#### [PROMPT]
Each line of the data that includes the string "super" is to be copied out.

——

//! Chat threads, their messages and who is typing.
//!
//! Messages are kept per chat, sorted by `created_at` ascending. A message
//! the user sends is inserted right away under a client ID (`tmp-…`) with
//! `DeliveryState::Sending` and reconciled with the server copy when either
//! the send request returns or the hub echoes it back.

use std::collections::{BTreeMap, BTreeSet, HashMap};

use chrono::{DateTime, Utc};
use courtside_shared::{new_optimistic_id, Chat, ChatMessage, DeliveryState, UserRead, UserTyping};

use super::optimistic::OptimisticIds;
use super::RealtimeStore;
use crate::realtime::status::{self, ConnectionStatus};

#[derive(Debug, Clone, Default, PartialEq)]
pub struct ChatStore {
    chats: BTreeMap<String, Chat>,
    messages: HashMap<String, Vec<ChatMessage>>,
    typing: HashMap<String, BTreeSet<String>>,
    /// chat ID -> user ID -> last read time
    reads: HashMap<String, HashMap<String, DateTime<Utc>>>,
    optimistic: OptimisticIds,
    status: ConnectionStatus,
}

impl ChatStore {
    pub fn chat(&self, chat_id: &str) -> Option<&Chat> {
        self.chats.get(chat_id)
    }

    /// Chats with the most recent activity first.
    pub fn chats(&self) -> Vec<&Chat> {
        let mut chats: Vec<_> = self.chats.values().collect();
        chats.sort_by(|a, b| b.last_message_at.cmp(&a.last_message_at).then(a.id.cmp(&b.id)));
        chats
    }

    pub fn messages(&self, chat_id: &str) -> &[ChatMessage] {
        self.messages.get(chat_id).map_or(&[], Vec::as_slice)
    }

    pub fn typing_users(&self, chat_id: &str) -> impl Iterator<Item = &str> {
        self.typing
            .get(chat_id)
            .into_iter()
            .flat_map(|users| users.iter().map(String::as_str))
    }

    pub fn last_read(&self, chat_id: &str, user_id: &str) -> Option<DateTime<Utc>> {
        self.reads.get(chat_id)?.get(user_id).copied()
    }

    pub fn optimistic_ids(&self) -> &OptimisticIds {
        &self.optimistic
    }

    /// Stable key for rendering: the client ID for a message that started
    /// out optimistic, otherwise its own ID.
    pub fn render_key<'a>(&'a self, message: &'a ChatMessage) -> &'a str {
        self.optimistic
            .client_id(&message.id)
            .unwrap_or(message.id.as_str())
    }

    // --- threads ---

    pub fn upsert_chat(&mut self, chat: Chat) -> bool {
        if self.chats.get(&chat.id) == Some(&chat) {
            return false;
        }
        self.chats.insert(chat.id.clone(), chat);
        true
    }

    pub fn set_chats(&mut self, chats: Vec<Chat>) {
        self.chats = chats.into_iter().map(|c| (c.id.clone(), c)).collect();
    }

    /// A chat the user was just added to. An already known chat is left alone.
    pub fn apply_new_chat(&mut self, chat: Chat) -> bool {
        if self.chats.contains_key(&chat.id) {
            return false;
        }
        self.chats.insert(chat.id.clone(), chat);
        true
    }

    pub fn apply_chat_updated(&mut self, chat: Chat) -> bool {
        match self.chats.get_mut(&chat.id) {
            Some(existing) if *existing != chat => {
                *existing = chat;
                true
            }
            _ => false,
        }
    }

    // --- messages ---

    /// Replace a chat's history with a REST page.
    pub fn set_history(&mut self, chat_id: &str, mut history: Vec<ChatMessage>) {
        history.sort_by(|a, b| a.created_at.cmp(&b.created_at));
        let pending: Vec<_> = self
            .messages(chat_id)
            .iter()
            .filter(|m| is_local(m) && !history.iter().any(|h| h.optimistic_id == m.optimistic_id))
            .cloned()
            .collect();
        let list = self.messages.entry(chat_id.to_string()).or_default();
        *list = history;
        for message in pending {
            insert_sorted(list, message);
        }
    }

    /// A message pushed by the hub. Duplicates are dropped and the server
    /// copy of one of our own optimistic messages replaces it in place.
    pub fn apply_new_message(&mut self, message: ChatMessage) -> bool {
        if !self.chats.contains_key(&message.chat_id) {
            return false;
        }
        let chat_id = message.chat_id.clone();
        if let Some(users) = self.typing.get_mut(&chat_id) {
            users.remove(&message.sender_id);
        }
        if let Some(chat) = self.chats.get_mut(&chat_id) {
            if chat.last_message_at.map_or(true, |at| at < message.created_at) {
                chat.last_message_at = Some(message.created_at);
            }
        }

        let client_id = message
            .optimistic_id
            .clone()
            .or_else(|| self.optimistic.client_id(&message.id).map(str::to_string));

        let list = self.messages.entry(chat_id).or_default();
        if list.iter().any(|m| m.id == message.id) {
            return false;
        }

        if let Some(client_id) = client_id {
            if let Some(index) = list.iter().position(|m| m.id == client_id) {
                list.remove(index);
                self.optimistic.remove_client(&client_id);
                let mut message = message;
                message.delivery = DeliveryState::Sent;
                insert_sorted(list, message);
                return true;
            }
        }

        insert_sorted(list, message);
        true
    }

    pub fn apply_user_read(&mut self, event: &UserRead) -> bool {
        if !self.chats.contains_key(&event.chat_id) {
            return false;
        }
        let reads = self.reads.entry(event.chat_id.clone()).or_default();
        match reads.get(&event.user_id) {
            Some(at) if *at >= event.read_at => false,
            _ => {
                reads.insert(event.user_id.clone(), event.read_at);
                true
            }
        }
    }

    pub fn apply_typing_started(&mut self, event: &UserTyping) -> bool {
        if !self.chats.contains_key(&event.chat_id) {
            return false;
        }
        self.typing
            .entry(event.chat_id.clone())
            .or_default()
            .insert(event.user_id.clone())
    }

    pub fn apply_typing_stopped(&mut self, event: &UserTyping) -> bool {
        self.typing
            .get_mut(&event.chat_id)
            .is_some_and(|users| users.remove(&event.user_id))
    }

    // --- optimistic sends ---

    /// Show a message the user is sending. Returns its client ID.
    pub fn insert_optimistic(
        &mut self,
        chat_id: &str,
        sender_id: &str,
        content: &str,
        created_at: DateTime<Utc>,
    ) -> String {
        let client_id = new_optimistic_id();
        let message = ChatMessage {
            id: client_id.clone(),
            chat_id: chat_id.to_string(),
            sender_id: sender_id.to_string(),
            content: content.to_string(),
            created_at,
            optimistic_id: Some(client_id.clone()),
            delivery: DeliveryState::Sending,
        };
        insert_sorted(self.messages.entry(chat_id.to_string()).or_default(), message);
        client_id
    }

    /// The send request returned the stored message.
    pub fn confirm_optimistic(&mut self, client_id: &str, mut confirmed: ChatMessage) -> bool {
        let list = self.messages.entry(confirmed.chat_id.clone()).or_default();
        let Some(index) = list.iter().position(|m| m.id == client_id) else {
            return false;
        };
        list.remove(index);
        self.optimistic.remove_client(client_id);

        // The hub echo may have beaten the response.
        if list.iter().any(|m| m.id == confirmed.id) {
            return true;
        }
        self.optimistic.link(client_id, &confirmed.id);
        confirmed.delivery = DeliveryState::Sent;
        insert_sorted(list, confirmed);
        true
    }

    pub fn fail_optimistic(&mut self, client_id: &str) -> bool {
        self.optimistic.remove_client(client_id);
        match self.find_local_mut(client_id) {
            Some(message) if message.delivery != DeliveryState::Failed => {
                message.delivery = DeliveryState::Failed;
                true
            }
            _ => false,
        }
    }

    /// Remove a failed message the user gave up on.
    pub fn dismiss_optimistic(&mut self, client_id: &str) -> bool {
        self.optimistic.remove_client(client_id);
        let mut removed = false;
        for list in self.messages.values_mut() {
            let before = list.len();
            list.retain(|m| !(m.id == client_id && is_local(m)));
            removed |= list.len() != before;
        }
        removed
    }

    /// Forget optimistic state when the chat view changes.
    pub fn clear_optimistic(&mut self) {
        self.optimistic.clear();
        for list in self.messages.values_mut() {
            list.retain(|m| !is_local(m));
        }
    }

    fn find_local_mut(&mut self, client_id: &str) -> Option<&mut ChatMessage> {
        self.messages
            .values_mut()
            .flat_map(|list| list.iter_mut())
            .find(|m| m.id == client_id && is_local(m))
    }
}

/// Still only on this client: no server ID yet.
fn is_local(message: &ChatMessage) -> bool {
    message.optimistic_id.as_deref() == Some(message.id.as_str())
}

/// Insert after any message with the same timestamp so arrival order breaks ties.
fn insert_sorted(list: &mut Vec<ChatMessage>, message: ChatMessage) {
    let index = list.partition_point(|m| m.created_at <= message.created_at);
    list.insert(index, message);
}

impl RealtimeStore for ChatStore {
    fn connection_status(&self) -> ConnectionStatus {
        self.status
    }

    fn set_connection_status(&mut self, next: ConnectionStatus) -> bool {
        status::transition(&mut self.status, next)
    }

    fn reset(&mut self) {
        *self = Self::default();
    }
}

#[cfg(test)]
mod tests {
    use super::*;
    use chrono::TimeZone;

    fn at(minute: u32) -> DateTime<Utc> {
        Utc.with_ymd_and_hms(2024, 5, 1, 18, minute, 0).unwrap()
    }

    fn chat(id: &str) -> Chat {
        Chat {
            id: id.to_string(),
            title: Some("Team chat".to_string()),
            participant_ids: vec!["u1".to_string(), "u2".to_string()],
            last_message_at: None,
            unread_count: 0,
        }
    }

    fn message(id: &str, minute: u32) -> ChatMessage {
        ChatMessage {
            id: id.to_string(),
            chat_id: "c1".to_string(),
            sender_id: "u2".to_string(),
            content: format!("message {}", id),
            created_at: at(minute),
            optimistic_id: None,
            delivery: DeliveryState::Sent,
        }
    }

    fn ids(store: &ChatStore) -> Vec<&str> {
        store.messages("c1").iter().map(|m| m.id.as_str()).collect()
    }

    #[test]
    fn messages_are_deduped_and_sorted() {
        let mut store = ChatStore::default();
        store.upsert_chat(chat("c1"));
        assert!(store.apply_new_message(message("m2", 2)));
        assert!(store.apply_new_message(message("m1", 1)));
        assert!(!store.apply_new_message(message("m2", 2)));
        assert_eq!(ids(&store), ["m1", "m2"]);
        assert_eq!(store.chat("c1").unwrap().last_message_at, Some(at(2)));
    }

    #[test]
    fn echo_with_optimistic_id_replaces_the_local_copy() {
        let mut store = ChatStore::default();
        store.upsert_chat(chat("c1"));
        let client_id = store.insert_optimistic("c1", "u1", "hi", at(5));
        assert_eq!(store.messages("c1")[0].delivery, DeliveryState::Sending);

        let mut echo = message("m9", 5);
        echo.optimistic_id = Some(client_id);
        assert!(store.apply_new_message(echo));
        assert_eq!(ids(&store), ["m9"]);
        assert_eq!(store.messages("c1")[0].delivery, DeliveryState::Sent);
    }

    #[test]
    fn confirm_then_echo_keeps_a_single_message() {
        let mut store = ChatStore::default();
        store.upsert_chat(chat("c1"));
        let client_id = store.insert_optimistic("c1", "u1", "hi", at(5));
        assert!(store.confirm_optimistic(&client_id, message("m9", 5)));
        assert_eq!(store.optimistic_ids().client_id("m9"), Some(client_id.as_str()));
        assert_eq!(store.render_key(&store.messages("c1")[0]), client_id);

        assert!(!store.apply_new_message(message("m9", 5)));
        assert_eq!(ids(&store), ["m9"]);
    }

    #[test]
    fn echo_then_confirm_drops_the_local_copy() {
        let mut store = ChatStore::default();
        store.upsert_chat(chat("c1"));
        let client_id = store.insert_optimistic("c1", "u1", "hi", at(5));
        store.apply_new_message(message("m9", 5));
        assert_eq!(store.messages("c1").len(), 2);

        assert!(store.confirm_optimistic(&client_id, message("m9", 5)));
        assert_eq!(ids(&store), ["m9"]);
        assert!(store.optimistic_ids().is_empty());
    }

    #[test]
    fn failed_messages_can_be_dismissed() {
        let mut store = ChatStore::default();
        let client_id = store.insert_optimistic("c1", "u1", "hi", at(5));
        assert!(store.fail_optimistic(&client_id));
        assert_eq!(store.messages("c1")[0].delivery, DeliveryState::Failed);
        assert!(store.dismiss_optimistic(&client_id));
        assert!(store.messages("c1").is_empty());
    }

    #[test]
    fn clearing_optimistic_state_keeps_server_messages() {
        let mut store = ChatStore::default();
        store.upsert_chat(chat("c1"));
        store.apply_new_message(message("m1", 1));
        store.insert_optimistic("c1", "u1", "pending", at(2));
        store.clear_optimistic();
        assert_eq!(ids(&store), ["m1"]);
    }

    #[test]
    fn history_keeps_pending_sends() {
        let mut store = ChatStore::default();
        let client_id = store.insert_optimistic("c1", "u1", "pending", at(9));
        store.set_history("c1", vec![message("m2", 2), message("m1", 1)]);
        assert_eq!(ids(&store), ["m1", "m2", client_id.as_str()]);
    }

    #[test]
    fn updates_for_unknown_chats_are_ignored() {
        let mut store = ChatStore::default();
        assert!(!store.apply_chat_updated(chat("c1")));
        assert!(!store.apply_user_read(&UserRead {
            user_id: "u1".to_string(),
            chat_id: "c1".to_string(),
            read_at: at(1),
        }));
        assert!(!store.apply_new_message(message("m1", 1)));
        assert!(!store.apply_typing_started(&UserTyping {
            user_id: "u2".to_string(),
            chat_id: "c1".to_string(),
        }));
        assert_eq!(store, ChatStore::default());
    }

    #[test]
    fn read_receipts_only_move_forward() {
        let mut store = ChatStore::default();
        store.apply_new_chat(chat("c1"));
        let read = |minute| UserRead {
            user_id: "u2".to_string(),
            chat_id: "c1".to_string(),
            read_at: at(minute),
        };
        assert!(store.apply_user_read(&read(3)));
        assert!(!store.apply_user_read(&read(1)));
        assert_eq!(store.last_read("c1", "u2"), Some(at(3)));
    }

    #[test]
    fn typing_clears_when_the_message_arrives() {
        let mut store = ChatStore::default();
        store.upsert_chat(chat("c1"));
        let typing = UserTyping {
            user_id: "u2".to_string(),
            chat_id: "c1".to_string(),
        };
        assert!(store.apply_typing_started(&typing));
        assert_eq!(store.typing_users("c1").collect::<Vec<_>>(), ["u2"]);
        store.apply_new_message(message("m1", 1));
        assert_eq!(store.typing_users("c1").count(), 0);
        assert!(!store.apply_typing_stopped(&typing));
    }
}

——

#### [EXERCISE ANSWER]
use super::optimistic::OptimisticIds;
use super::RealtimeStore;
    use super::*;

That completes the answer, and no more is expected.